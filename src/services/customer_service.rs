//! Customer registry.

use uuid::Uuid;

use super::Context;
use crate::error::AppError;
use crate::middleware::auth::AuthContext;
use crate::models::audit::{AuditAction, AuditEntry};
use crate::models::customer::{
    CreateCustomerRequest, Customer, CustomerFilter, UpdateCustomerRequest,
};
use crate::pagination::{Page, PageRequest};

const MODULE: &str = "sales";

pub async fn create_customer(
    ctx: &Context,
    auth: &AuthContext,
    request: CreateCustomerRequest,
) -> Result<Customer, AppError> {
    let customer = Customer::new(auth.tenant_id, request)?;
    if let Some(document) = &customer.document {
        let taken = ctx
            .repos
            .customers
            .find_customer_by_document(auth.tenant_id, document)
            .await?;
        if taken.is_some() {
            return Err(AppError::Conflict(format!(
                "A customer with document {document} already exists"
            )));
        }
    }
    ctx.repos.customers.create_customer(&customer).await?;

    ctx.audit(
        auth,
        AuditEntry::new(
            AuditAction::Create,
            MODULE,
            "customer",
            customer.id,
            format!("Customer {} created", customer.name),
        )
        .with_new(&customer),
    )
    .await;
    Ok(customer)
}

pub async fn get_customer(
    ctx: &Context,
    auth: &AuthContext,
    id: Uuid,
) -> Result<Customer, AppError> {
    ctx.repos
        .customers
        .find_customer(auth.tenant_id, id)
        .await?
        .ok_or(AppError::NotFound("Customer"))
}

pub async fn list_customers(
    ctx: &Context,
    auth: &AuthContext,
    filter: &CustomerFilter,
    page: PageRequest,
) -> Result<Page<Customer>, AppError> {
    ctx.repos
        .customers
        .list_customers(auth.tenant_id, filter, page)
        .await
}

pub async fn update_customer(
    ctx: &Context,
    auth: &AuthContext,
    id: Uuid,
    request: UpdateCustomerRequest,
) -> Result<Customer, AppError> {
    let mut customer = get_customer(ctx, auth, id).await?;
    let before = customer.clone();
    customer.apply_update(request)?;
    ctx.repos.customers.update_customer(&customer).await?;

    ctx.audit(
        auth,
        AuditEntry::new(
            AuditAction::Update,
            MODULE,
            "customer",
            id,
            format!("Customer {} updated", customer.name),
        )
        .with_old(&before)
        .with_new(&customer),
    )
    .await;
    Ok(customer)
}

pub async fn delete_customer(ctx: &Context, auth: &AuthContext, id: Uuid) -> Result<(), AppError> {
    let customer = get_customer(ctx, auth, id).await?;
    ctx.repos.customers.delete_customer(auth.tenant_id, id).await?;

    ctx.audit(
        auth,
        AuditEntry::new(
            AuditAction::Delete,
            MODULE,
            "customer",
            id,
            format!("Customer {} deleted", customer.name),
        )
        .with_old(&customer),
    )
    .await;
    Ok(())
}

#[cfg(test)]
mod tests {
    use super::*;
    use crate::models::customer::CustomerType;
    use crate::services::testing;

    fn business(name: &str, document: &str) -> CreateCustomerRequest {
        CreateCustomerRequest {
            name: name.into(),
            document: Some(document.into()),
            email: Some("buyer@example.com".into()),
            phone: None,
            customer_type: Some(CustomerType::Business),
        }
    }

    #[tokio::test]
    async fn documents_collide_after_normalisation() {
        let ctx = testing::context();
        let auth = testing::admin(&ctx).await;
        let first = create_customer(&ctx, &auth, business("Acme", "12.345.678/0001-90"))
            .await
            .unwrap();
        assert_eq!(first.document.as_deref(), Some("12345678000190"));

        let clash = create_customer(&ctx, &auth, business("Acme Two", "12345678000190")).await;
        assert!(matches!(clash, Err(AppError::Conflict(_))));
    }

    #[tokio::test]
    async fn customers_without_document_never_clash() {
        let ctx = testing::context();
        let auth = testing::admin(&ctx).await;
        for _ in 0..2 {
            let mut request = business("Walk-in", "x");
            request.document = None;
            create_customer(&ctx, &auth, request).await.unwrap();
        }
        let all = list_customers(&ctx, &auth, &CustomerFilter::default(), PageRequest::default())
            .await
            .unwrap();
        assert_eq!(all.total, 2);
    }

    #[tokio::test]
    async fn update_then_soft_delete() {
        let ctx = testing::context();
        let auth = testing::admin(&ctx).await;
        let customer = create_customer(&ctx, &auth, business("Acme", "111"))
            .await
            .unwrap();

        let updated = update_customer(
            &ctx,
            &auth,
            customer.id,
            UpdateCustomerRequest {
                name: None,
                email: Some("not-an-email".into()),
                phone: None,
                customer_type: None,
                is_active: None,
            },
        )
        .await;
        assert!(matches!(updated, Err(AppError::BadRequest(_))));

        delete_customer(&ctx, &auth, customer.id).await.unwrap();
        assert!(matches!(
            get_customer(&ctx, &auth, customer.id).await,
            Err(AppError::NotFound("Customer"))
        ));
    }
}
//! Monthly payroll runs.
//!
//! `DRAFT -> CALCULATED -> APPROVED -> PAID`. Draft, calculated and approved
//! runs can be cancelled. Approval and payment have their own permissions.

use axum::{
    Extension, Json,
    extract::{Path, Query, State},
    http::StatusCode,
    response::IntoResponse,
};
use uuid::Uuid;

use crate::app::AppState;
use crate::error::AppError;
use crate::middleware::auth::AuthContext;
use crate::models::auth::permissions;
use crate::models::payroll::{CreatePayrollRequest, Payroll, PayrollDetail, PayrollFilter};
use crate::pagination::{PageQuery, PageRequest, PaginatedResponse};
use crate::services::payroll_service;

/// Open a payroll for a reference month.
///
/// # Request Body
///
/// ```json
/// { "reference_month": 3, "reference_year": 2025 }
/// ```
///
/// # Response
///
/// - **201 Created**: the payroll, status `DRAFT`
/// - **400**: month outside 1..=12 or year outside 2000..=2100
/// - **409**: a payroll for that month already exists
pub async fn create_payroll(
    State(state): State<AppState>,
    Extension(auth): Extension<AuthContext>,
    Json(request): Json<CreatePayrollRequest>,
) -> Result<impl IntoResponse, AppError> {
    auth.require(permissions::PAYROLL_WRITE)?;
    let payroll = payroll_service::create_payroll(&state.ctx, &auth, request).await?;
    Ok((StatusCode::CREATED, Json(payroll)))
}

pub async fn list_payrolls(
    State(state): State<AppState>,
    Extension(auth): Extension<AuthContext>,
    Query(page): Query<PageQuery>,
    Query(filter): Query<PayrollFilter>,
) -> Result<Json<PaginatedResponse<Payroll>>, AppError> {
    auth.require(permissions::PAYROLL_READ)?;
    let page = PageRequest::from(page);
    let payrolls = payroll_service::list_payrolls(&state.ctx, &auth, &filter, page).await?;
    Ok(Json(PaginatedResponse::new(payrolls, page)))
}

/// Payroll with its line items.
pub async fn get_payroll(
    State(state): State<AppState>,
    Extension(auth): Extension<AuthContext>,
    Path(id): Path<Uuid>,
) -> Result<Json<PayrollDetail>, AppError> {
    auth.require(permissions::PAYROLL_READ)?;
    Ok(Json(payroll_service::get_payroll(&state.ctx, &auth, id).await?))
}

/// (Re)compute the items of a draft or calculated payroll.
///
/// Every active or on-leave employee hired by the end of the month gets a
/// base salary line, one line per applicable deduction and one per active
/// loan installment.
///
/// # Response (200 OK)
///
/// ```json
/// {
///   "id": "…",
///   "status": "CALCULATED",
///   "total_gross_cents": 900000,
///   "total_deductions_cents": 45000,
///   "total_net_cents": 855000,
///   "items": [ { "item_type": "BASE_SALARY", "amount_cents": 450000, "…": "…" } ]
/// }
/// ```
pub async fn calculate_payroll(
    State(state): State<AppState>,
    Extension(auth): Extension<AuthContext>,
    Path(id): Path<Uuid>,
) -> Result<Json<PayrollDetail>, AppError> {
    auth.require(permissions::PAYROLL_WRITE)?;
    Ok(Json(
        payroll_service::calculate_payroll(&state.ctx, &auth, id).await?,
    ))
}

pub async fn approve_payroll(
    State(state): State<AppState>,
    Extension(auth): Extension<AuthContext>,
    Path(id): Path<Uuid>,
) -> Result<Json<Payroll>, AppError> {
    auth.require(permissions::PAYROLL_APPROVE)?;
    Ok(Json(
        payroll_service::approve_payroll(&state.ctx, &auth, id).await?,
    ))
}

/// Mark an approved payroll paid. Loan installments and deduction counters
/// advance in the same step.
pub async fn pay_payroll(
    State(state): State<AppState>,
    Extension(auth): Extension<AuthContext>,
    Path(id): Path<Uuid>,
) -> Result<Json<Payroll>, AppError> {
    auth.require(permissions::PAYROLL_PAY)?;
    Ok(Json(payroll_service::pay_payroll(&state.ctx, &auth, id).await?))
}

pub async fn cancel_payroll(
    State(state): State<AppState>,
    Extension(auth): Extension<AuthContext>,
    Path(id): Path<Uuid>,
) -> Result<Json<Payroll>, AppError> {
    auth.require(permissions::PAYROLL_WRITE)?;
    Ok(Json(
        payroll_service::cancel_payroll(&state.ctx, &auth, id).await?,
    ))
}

========================

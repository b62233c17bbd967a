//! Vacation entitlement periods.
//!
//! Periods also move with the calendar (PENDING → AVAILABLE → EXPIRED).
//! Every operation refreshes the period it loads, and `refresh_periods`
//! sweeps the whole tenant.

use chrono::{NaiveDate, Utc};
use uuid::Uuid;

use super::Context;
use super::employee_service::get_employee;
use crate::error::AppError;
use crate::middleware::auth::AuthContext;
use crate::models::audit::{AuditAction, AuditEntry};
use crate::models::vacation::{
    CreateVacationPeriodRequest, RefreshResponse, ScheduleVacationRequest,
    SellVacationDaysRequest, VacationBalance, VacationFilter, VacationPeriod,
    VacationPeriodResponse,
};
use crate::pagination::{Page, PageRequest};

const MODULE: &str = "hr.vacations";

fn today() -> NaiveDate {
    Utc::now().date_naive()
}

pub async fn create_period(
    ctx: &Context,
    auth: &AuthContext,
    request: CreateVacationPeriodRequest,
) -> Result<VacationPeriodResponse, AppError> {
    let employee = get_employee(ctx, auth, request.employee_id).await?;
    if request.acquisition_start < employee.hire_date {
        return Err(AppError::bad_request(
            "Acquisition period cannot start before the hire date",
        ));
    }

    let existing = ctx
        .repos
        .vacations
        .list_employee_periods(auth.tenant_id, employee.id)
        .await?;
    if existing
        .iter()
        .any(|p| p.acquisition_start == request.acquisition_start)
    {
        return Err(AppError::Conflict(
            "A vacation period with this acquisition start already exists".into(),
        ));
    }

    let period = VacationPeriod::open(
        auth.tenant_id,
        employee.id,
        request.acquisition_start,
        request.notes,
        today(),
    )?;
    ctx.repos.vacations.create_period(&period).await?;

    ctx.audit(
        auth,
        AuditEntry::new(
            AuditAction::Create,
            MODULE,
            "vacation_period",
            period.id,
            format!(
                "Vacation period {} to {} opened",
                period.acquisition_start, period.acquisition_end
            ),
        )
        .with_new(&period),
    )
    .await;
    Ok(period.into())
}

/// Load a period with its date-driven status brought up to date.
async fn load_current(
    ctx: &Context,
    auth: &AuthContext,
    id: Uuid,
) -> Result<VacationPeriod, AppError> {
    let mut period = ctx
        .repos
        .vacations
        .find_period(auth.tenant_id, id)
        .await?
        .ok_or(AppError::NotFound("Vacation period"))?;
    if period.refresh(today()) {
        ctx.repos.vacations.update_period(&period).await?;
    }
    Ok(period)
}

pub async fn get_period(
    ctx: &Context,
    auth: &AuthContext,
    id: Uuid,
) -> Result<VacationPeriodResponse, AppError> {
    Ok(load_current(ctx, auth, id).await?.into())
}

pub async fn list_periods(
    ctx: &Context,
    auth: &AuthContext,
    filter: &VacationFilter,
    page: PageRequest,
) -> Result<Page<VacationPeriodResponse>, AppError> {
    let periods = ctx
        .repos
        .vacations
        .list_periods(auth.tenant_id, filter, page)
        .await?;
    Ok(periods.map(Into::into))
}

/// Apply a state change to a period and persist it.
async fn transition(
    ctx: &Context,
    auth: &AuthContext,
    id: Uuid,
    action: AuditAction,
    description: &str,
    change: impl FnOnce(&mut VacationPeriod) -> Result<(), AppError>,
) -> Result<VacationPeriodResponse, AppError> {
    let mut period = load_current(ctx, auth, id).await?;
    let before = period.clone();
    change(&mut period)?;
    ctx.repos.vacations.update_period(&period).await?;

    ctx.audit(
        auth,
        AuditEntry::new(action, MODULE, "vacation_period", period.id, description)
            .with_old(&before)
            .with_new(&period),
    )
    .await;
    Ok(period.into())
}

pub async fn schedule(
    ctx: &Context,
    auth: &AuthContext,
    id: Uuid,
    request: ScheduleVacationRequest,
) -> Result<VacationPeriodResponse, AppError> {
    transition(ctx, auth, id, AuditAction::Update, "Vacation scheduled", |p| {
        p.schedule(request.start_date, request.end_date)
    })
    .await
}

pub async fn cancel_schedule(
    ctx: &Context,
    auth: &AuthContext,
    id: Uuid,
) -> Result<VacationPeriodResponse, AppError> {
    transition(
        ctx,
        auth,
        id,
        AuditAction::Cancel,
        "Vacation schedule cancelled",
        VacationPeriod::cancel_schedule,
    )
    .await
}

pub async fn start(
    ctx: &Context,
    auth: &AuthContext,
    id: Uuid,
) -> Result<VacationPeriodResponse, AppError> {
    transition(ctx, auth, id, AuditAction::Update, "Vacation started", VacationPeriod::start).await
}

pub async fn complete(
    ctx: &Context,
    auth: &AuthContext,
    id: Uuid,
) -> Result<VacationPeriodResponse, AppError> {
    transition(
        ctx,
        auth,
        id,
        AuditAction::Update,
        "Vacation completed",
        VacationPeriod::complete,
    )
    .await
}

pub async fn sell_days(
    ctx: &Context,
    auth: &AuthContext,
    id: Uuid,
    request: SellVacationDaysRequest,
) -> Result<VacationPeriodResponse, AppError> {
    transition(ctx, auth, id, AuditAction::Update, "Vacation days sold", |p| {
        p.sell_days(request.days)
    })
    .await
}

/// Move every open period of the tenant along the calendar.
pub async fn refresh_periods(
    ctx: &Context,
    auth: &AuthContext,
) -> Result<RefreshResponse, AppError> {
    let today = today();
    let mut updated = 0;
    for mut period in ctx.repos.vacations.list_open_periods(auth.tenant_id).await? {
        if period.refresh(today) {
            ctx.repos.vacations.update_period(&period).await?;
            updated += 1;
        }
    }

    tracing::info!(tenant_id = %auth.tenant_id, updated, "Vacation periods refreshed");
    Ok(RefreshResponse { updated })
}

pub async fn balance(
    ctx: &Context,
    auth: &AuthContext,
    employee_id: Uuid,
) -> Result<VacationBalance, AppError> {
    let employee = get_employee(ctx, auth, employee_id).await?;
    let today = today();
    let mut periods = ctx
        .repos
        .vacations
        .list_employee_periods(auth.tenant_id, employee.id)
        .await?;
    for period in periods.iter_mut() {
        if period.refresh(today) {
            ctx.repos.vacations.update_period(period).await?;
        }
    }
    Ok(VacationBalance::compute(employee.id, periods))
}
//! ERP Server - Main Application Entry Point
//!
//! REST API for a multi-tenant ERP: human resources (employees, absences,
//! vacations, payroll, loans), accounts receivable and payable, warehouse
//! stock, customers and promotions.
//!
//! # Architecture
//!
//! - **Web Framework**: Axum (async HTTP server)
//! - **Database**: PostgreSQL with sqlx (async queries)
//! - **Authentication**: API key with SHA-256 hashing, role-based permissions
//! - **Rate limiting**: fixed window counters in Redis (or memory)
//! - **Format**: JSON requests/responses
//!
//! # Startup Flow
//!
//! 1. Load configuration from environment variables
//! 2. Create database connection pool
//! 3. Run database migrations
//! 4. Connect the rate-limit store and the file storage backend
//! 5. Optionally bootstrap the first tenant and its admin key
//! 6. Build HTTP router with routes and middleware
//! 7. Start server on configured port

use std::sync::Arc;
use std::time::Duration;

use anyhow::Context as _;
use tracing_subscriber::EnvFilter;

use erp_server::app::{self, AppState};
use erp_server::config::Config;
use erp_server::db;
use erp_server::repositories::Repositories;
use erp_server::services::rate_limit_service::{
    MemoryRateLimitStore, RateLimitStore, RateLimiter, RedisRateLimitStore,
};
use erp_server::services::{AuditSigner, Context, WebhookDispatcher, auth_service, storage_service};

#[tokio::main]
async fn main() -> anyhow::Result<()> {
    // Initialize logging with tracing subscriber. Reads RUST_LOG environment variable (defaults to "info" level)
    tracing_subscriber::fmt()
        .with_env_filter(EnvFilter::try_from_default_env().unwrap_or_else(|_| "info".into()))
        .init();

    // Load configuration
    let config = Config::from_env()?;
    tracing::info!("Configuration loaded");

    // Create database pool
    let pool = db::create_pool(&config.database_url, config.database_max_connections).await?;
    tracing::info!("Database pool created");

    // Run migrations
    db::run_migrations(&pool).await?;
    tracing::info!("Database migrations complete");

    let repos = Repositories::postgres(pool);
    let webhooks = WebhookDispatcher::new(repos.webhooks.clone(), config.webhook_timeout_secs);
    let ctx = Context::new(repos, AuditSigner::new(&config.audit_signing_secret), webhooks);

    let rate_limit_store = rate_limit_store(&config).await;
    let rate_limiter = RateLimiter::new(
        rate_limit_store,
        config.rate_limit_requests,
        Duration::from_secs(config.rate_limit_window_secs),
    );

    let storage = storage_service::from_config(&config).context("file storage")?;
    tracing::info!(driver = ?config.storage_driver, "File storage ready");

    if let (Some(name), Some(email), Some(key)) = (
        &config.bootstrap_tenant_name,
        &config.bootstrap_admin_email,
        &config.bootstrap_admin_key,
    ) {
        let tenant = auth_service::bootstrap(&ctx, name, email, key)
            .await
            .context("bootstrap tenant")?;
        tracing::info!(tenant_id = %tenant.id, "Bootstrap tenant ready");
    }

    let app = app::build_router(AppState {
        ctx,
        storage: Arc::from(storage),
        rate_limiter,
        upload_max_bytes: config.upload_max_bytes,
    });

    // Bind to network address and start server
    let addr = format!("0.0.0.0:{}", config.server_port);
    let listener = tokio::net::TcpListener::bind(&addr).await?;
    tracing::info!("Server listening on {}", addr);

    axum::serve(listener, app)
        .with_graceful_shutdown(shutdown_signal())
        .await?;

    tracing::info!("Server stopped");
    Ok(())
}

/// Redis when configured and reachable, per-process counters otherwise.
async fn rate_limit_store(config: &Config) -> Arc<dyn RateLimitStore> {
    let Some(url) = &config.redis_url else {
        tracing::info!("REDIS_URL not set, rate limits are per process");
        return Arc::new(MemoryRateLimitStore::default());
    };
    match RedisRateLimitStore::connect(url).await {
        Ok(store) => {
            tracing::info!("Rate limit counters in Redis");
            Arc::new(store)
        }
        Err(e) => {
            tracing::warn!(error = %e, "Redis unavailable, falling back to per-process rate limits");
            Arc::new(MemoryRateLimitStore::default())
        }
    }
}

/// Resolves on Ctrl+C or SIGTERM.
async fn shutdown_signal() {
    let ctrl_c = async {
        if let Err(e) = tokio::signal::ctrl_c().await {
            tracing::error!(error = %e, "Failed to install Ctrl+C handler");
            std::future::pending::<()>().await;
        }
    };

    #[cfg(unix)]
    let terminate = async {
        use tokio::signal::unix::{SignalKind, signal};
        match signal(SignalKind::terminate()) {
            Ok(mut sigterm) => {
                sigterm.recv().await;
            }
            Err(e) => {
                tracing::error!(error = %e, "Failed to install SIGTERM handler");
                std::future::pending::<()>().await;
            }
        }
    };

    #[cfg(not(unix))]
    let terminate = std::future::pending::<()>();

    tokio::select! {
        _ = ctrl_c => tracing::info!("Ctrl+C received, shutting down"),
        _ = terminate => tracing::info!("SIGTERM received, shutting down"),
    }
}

========================

## To do
Lines containing "before": tally them across the records above and give the total alone.

## Output of the exercise
5